A simple pendulum has time period T = 2s in air. If the whole arrangement is placed in a non viscous liquid whose density is 1/2 times the density of bob. The time period in the liquid will be

To solve the problem of finding the time period of a simple pendulum when it is immersed in a non-viscous liquid, we can follow these steps: ### Step 1: Understand the Time Period in Air The time period \( T \) of a simple pendulum in air is given by the formula: \[ T = 2\pi \sqrt{\frac{L}{g}} \] where: - \( L \) is the length of the pendulum, - \( g \) is the acceleration due to gravity.

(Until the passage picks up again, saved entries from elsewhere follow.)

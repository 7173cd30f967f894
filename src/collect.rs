//! Collect [`RequestSnapshot`]s from the request being served.
//!
//! Every collector drops `Authorization` and `Cookie` headers.

use crate::{convert::to_header_case, models::RequestSnapshot};
use http::{header::HOST, Request};
use serde_json::{Map, Value};
use std::collections::HashMap;

const DEFAULT_SCHEME: &str = "http";
const DEFAULT_HOST: &str = "localhost";
const DEFAULT_PATH: &str = "/";
const DEFAULT_METHOD: &str = "GET";

/// CGI variables carrying request headers start with this prefix.
const CGI_HEADER_PREFIX: &str = "HTTP_";

const CGI_GATEWAY_INTERFACE: &str = "GATEWAY_INTERFACE";
const CGI_REQUEST_SCHEME: &str = "REQUEST_SCHEME";
const CGI_HTTP_HOST: &str = "HTTP_HOST";
const CGI_REQUEST_URI: &str = "REQUEST_URI";
const CGI_REQUEST_METHOD: &str = "REQUEST_METHOD";
const CGI_QUERY_STRING: &str = "QUERY_STRING";

/// Snapshot of an [`http::Request`].
///
/// The body is not read from the request. Pass the already decoded body parameters instead.
///
/// ```
/// use exception_markdown::collect;
///
/// let request = http::Request::post("/login?next=%2Fhome")
///     .header("Host", "example.com")
///     .header("Cookie", "session=abc")
///     .body(())
///     .unwrap();
/// let snapshot = collect::from_request(&request, Default::default());
/// assert_eq!(Some("http://example.com/login?next=%2Fhome"), snapshot.url.as_deref());
/// assert_eq!(Some("POST"), snapshot.method.as_deref());
/// assert_eq!("/home", snapshot.query["next"]);
/// assert!(snapshot.headers().get("Cookie").is_none());
/// ```
pub fn from_request<B>(request: &Request<B>, body: Map<String, Value>) -> RequestSnapshot {
    let uri = request.uri();
    let host = uri
        .authority()
        .map(|authority| authority.as_str().to_owned())
        .or_else(|| {
            request
                .headers()
                .get(HOST)
                .map(|host| String::from_utf8_lossy(host.as_bytes()).into_owned())
        });
    let path_and_query = uri.path_and_query().map(|p| p.as_str());

    let mut snapshot = RequestSnapshot::new()
        .with_url(build_url(
            uri.scheme_str(),
            host.as_deref(),
            path_and_query,
        ))
        .with_method(request.method().as_str());
    snapshot.query = parse_query(uri.query());
    snapshot.body = body;
    for (name, value) in request.headers() {
        snapshot.insert_header(
            to_header_case(name.as_str()),
            String::from_utf8_lossy(value.as_bytes()).into_owned(),
        );
    }
    snapshot
}

/// Snapshot of a request described by CGI-style variables.
///
/// Returns `None` outside of a request, i.e. when neither `GATEWAY_INTERFACE` nor
/// `REQUEST_METHOD` is set. Headers are taken from the `HTTP_` variables, e.g. `HTTP_USER_AGENT`
/// becomes `User-Agent`.
pub fn from_cgi_vars<I, K, V>(vars: I, body: Map<String, Value>) -> Option<RequestSnapshot>
where
    I: IntoIterator<Item = (K, V)>,
    K: Into<String>,
    V: Into<String>,
{
    let vars: Vec<(String, String)> = vars
        .into_iter()
        .map(|(k, v)| (k.into(), v.into()))
        .collect();
    let lookup: HashMap<&str, &str> = vars
        .iter()
        .map(|(k, v)| (k.as_str(), v.as_str()))
        .collect();
    if !lookup.contains_key(CGI_GATEWAY_INTERFACE) && !lookup.contains_key(CGI_REQUEST_METHOD) {
        return None;
    }

    let mut snapshot = RequestSnapshot::new()
        .with_url(build_url(
            lookup.get(CGI_REQUEST_SCHEME).copied(),
            lookup.get(CGI_HTTP_HOST).copied(),
            lookup.get(CGI_REQUEST_URI).copied(),
        ))
        .with_method(
            lookup
                .get(CGI_REQUEST_METHOD)
                .copied()
                .unwrap_or(DEFAULT_METHOD),
        );
    snapshot.query = parse_query(lookup.get(CGI_QUERY_STRING).copied());
    snapshot.body = body;
    for (key, value) in &vars {
        if let Some(name) = key.strip_prefix(CGI_HEADER_PREFIX) {
            snapshot.insert_header(to_header_case(name), value.clone());
        }
    }
    Some(snapshot)
}

/// [`from_cgi_vars`] over the variables of the current process.
pub fn from_process_env(body: Map<String, Value>) -> Option<RequestSnapshot> {
    from_cgi_vars(std::env::vars(), body)
}

fn build_url(scheme: Option<&str>, host: Option<&str>, path_and_query: Option<&str>) -> String {
    let mut target = path_and_query
        .filter(|p| !p.is_empty())
        .unwrap_or(DEFAULT_PATH)
        .to_owned();
    if !target.starts_with('/') {
        target.insert(0, '/');
    }
    format!(
        "{}://{}{}",
        scheme.filter(|s| !s.is_empty()).unwrap_or(DEFAULT_SCHEME),
        host.filter(|h| !h.is_empty()).unwrap_or(DEFAULT_HOST),
        target
    )
}

fn parse_query(query: Option<&str>) -> indexmap::IndexMap<String, String> {
    query
        .map(|query| {
            url::form_urlencoded::parse(query.as_bytes())
                .into_owned()
                .collect()
        })
        .unwrap_or_default()
}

Given that \( T = 2 \) seconds in air, we can express this as: \[ 2 = 2\pi \sqrt{\frac{L}{g}} \] ### Step 2: Calculate the Effective Gravity in the Liquid When the pendulum bob is placed in a liquid, the effective gravitational force acting on it changes due to buoyancy. The buoyant force \( F_b \) acting on the bob is given by: \[ F_b = \rho_l V g \] where: - \( \rho_l \) is the density of the liquid, - \( V \) is the volume of the bob. The weight of the bob \( F_g \) is: \[ F_g = \rho_s V g \] where \( \rho_s \) is the density of the bob. Given that the density of the liquid \( \rho_l \) is \( \frac{1}{2} \) times the density of the bob \( \rho_s \): \[ \rho_l = \frac{\rho_s}{2} \] ### Step 3: Calculate the Net Force The net force acting on the bob when submerged in the liquid is: \[ F_{net} = F_g - F_b = \rho_s V g - \rho_l V g \] Substituting for \( \rho_l \): \[ F_{net} = \rho_s V g - \left(\frac{\rho_s}{2}\right) V g = \rho_s V g - \frac{\rho_s V g}{2} = \frac{\rho_s V g}{2} \] ### Step 4: Determine the Effective Gravity The effective gravitational force \( g_{effective} \) can be expressed as: \[ m \cdot g_{effective} = \frac{mg}{2} \] Thus, we have: \[ g_{effective} = \frac{g}{2} \] ### Step 5: Calculate the New Time Period in the Liquid Now, we can find the new time period \( T' \) in the liquid: \[ T' = 2\pi \sqrt{\frac{L}{g_{effective}}} = 2\pi \sqrt{\frac{L}{\frac{g}{2}}} = 2\pi \sqrt{\frac{2L}{g}} = \sqrt{2} \cdot 2\pi \sqrt{\frac{L}{g}} \] Since we know \( 2\pi \sqrt{\frac{L}{g}} = 2 \) seconds (the time period in air), we substitute this value: \[ T' = \sqrt{2} \cdot 2 = 2\sqrt{2} \text{ seconds} \] ### Final Answer The time period of the pendulum in the liquid is: \[ T' = 2\sqrt{2} \text{ seconds} \]